U.S. Fed optimistic on TALF protection

From The Hindu

In a sign that one of the areas at the heart of the financial markets meltdown might be recuperating, the Board of the Federal Reserve announced that it had agreed with the United States Treasury Department that the Treasury could reduce the credit protection it provided for the Term Asset-Backed Securities Loan Facility (TALF) under the Troubled Asset Relief Program (TARP).

Agreeing a reduction in the protection from $20 billion to $4.3 billion, the Fed Board noted that it had earlier authorised up to $200 billion in TALF loans, but when the program closed on June 30, 2010, there were $43 billion in loans outstanding.

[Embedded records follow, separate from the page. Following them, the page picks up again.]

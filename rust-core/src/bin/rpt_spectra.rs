//! rpt-spectra: amplitude spectrum of one response column of an Abaqus
//! report (or delimited text file)

use anyhow::{Context, bail};
use clap::Parser;
use log::{LevelFilter, info, warn};
use rpt_spectra::filters::{LowpassConfig, WindowType};
use rpt_spectra::plot::{
    FigureStyle, ImageFormat, Line, PanelStyle, export_columns, plot_multiple,
};
use rpt_spectra::spectrum::SmoothingConfig;
use rpt_spectra::table::{Delimiter, Table, TableOptions, read_delimited};
use rpt_spectra::Signal;
use simplelog::{ColorChoice, Config, TermLogger, TerminalMode};
use std::path::{Path, PathBuf};

#[derive(Parser, Debug)]
#[command(
    name = "rpt-spectra",
    version,
    about = "One-sided amplitude spectra of response histories"
)]
struct Args {
    /// Abaqus .rpt report, or a delimited text file with --csv
    input: PathBuf,

    /// Response column (default: second column)
    #[arg(long)]
    column: Option<String>,

    /// Time column (default: first column)
    #[arg(long)]
    time_column: Option<String>,

    /// Read delimited text with headers on the first line
    #[arg(long)]
    csv: bool,

    /// Field delimiter for --csv
    #[arg(long, default_value_t = ',')]
    delimiter: char,

    /// Low-pass cutoff in Hz; no filtering when omitted
    #[arg(long)]
    cutoff: Option<f64>,

    /// Sampling frequency for the low-pass design (default: from the time step)
    #[arg(long)]
    fs: Option<f64>,

    /// Butterworth order
    #[arg(long, default_value_t = 4)]
    order: usize,

    /// Smoothing bandwidth in Hz; no smoothing when omitted
    #[arg(long)]
    bandwidth: Option<f64>,

    /// Smoothing window: hann, hamming, blackman or rectangular
    #[arg(long, default_value = "hann")]
    window: String,

    /// Output stem (default: input path without extension)
    #[arg(long)]
    out: Option<PathBuf>,

    /// Also save a time-history and spectrum figure
    #[arg(long)]
    plot: bool,

    /// Debug logging
    #[arg(short, long)]
    verbose: bool,
}

fn init_logger(verbose: bool) -> anyhow::Result<()> {
    let level = if verbose { LevelFilter::Debug } else { LevelFilter::Info };
    TermLogger::init(level, Config::default(), TerminalMode::Mixed, ColorChoice::Auto)
        .context("Failed to initialize logger")
}

fn table_options(args: &Args) -> anyhow::Result<TableOptions> {
    if !args.csv {
        return Ok(TableOptions::rpt());
    }
    if !args.delimiter.is_ascii() {
        bail!("Delimiter must be a single ASCII character, got {:?}", args.delimiter);
    }
    Ok(TableOptions {
        delimiter: Delimiter::Char(args.delimiter as u8),
        ..TableOptions::csv()
    })
}

fn select_column(
    table: &Table,
    name: Option<&str>,
    fallback: usize,
) -> anyhow::Result<(String, Vec<f64>)> {
    let position = match name {
        Some(name) => table.position(name)?,
        None => fallback,
    };
    let header = table
        .headers()
        .get(position)
        .cloned()
        .with_context(|| format!("Table has no column {}", position))?;
    let values = table
        .column_at(position)
        .with_context(|| format!("Failed to read column {:?}", header))?;
    Ok((header, values))
}

fn with_suffix(stem: &Path, suffix: &str) -> PathBuf {
    let mut path = stem.as_os_str().to_owned();
    path.push(suffix);
    PathBuf::from(path)
}

fn main() -> anyhow::Result<()> {
    let args = Args::parse();
    init_logger(args.verbose)?;

    let options = table_options(&args)?;
    let table = read_delimited(&args.input, &options)
        .with_context(|| format!("Failed to read {}", args.input.display()))?;

    let (time_name, time) = select_column(&table, args.time_column.as_deref(), 0)?;
    let (response_name, response) = select_column(&table, args.column.as_deref(), 1)?;
    info!("analysing {:?} against {:?}", response_name, time_name);

    let raw = Signal::new(time, response).context("Invalid response history")?;
    let signal = match args.cutoff {
        Some(cutoff) => {
            let lowpass = LowpassConfig {
                cutoff,
                sampling_frequency: args.fs.unwrap_or_else(|| raw.sampling_frequency()),
                order: args.order,
            };
            let filtered = lowpass.apply(raw.samples()).context("Low-pass filtering failed")?;
            raw.with_samples(filtered)?
        }
        None => {
            if args.fs.is_some() {
                warn!("--fs only applies together with --cutoff");
            }
            raw.clone()
        }
    };

    let spectrum = signal.spectrum().context("Spectrum estimation failed")?;
    if let Some((frequency, amplitude)) = spectrum.peak() {
        info!("peak amplitude {:.6} at {:.4} Hz", amplitude, frequency);
    }

    let smoothed = match args.bandwidth {
        Some(bandwidth) => {
            let window_type = WindowType::from_name(&args.window)
                .with_context(|| format!("Unknown window type {:?}", args.window))?;
            let smoothing = SmoothingConfig { bandwidth, window_type };
            Some(
                smoothing
                    .apply(&spectrum.frequency, &spectrum.amplitude)
                    .context("Spectral smoothing failed")?,
            )
        }
        None => None,
    };

    let stem = args.out.clone().unwrap_or_else(|| args.input.with_extension(""));

    let mut columns = spectrum.columns();
    if let Some(smoothed) = &smoothed {
        columns.push(("smoothed", smoothed.clone()));
    }
    let named: Vec<(&str, &[f64])> = columns
        .iter()
        .map(|(name, values)| (*name, values.as_slice()))
        .collect();
    let csv_path = with_suffix(&stem, "_spectrum.csv");
    export_columns(&named, &csv_path)
        .with_context(|| format!("Failed to write {}", csv_path.display()))?;

    if args.plot {
        let mut history = vec![Line::new(
            raw.time().to_vec(),
            raw.samples().to_vec(),
            "Time",
            response_name.as_str(),
        )?];
        if args.cutoff.is_some() {
            history.push(Line::new(
                signal.time().to_vec(),
                signal.samples().to_vec(),
                "Time",
                format!("{} (low-pass)", response_name),
            )?);
        }

        let mut amplitude = vec![Line::new(
            spectrum.frequency.clone(),
            spectrum.amplitude.clone(),
            "Frequency",
            "Amplitude",
        )?];
        if let Some(smoothed) = smoothed {
            amplitude.push(Line::new(
                spectrum.frequency.clone(),
                smoothed,
                "Frequency",
                "Smoothed",
            )?);
        }

        let style = FigureStyle {
            panels: vec![
                PanelStyle {
                    x_label: time_name.clone(),
                    y_label: response_name.clone(),
                    ..PanelStyle::default()
                },
                PanelStyle {
                    x_label: "Frequency (Hz)".to_string(),
                    y_label: "Amplitude".to_string(),
                    ..PanelStyle::default()
                },
            ],
            formats: vec![ImageFormat::Svg, ImageFormat::Png],
            ..FigureStyle::default()
        };
        plot_multiple(&[history, amplitude], &style, &with_suffix(&stem, "_spectrum"))
            .context("Failed to save figure")?;
    }

    Ok(())
}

The Fed added that under the TALF its New York branch had extended loans to investors in highly rated asset-backed securities (ABS) and commercial mortgage-backed securities (CMBS). “By encouraging issuance of ABS and CMBS, the TALF was designed to increase credit availability and support economic activity,” the central bank said in a statement.

It added that although the TALF extended $70 billion in loans, many TALF loans, which have initial maturities of three or five years, had been repaid early and, to date, “the TALF program has experienced no losses and all outstanding TALF loans are well collateralised”.

The Fed Board further said it viewed as highly likely the possibility that that the accumulated excess interest spread under the programme would cover any loan losses that may occur “without recourse to the dedicated TARP funds”.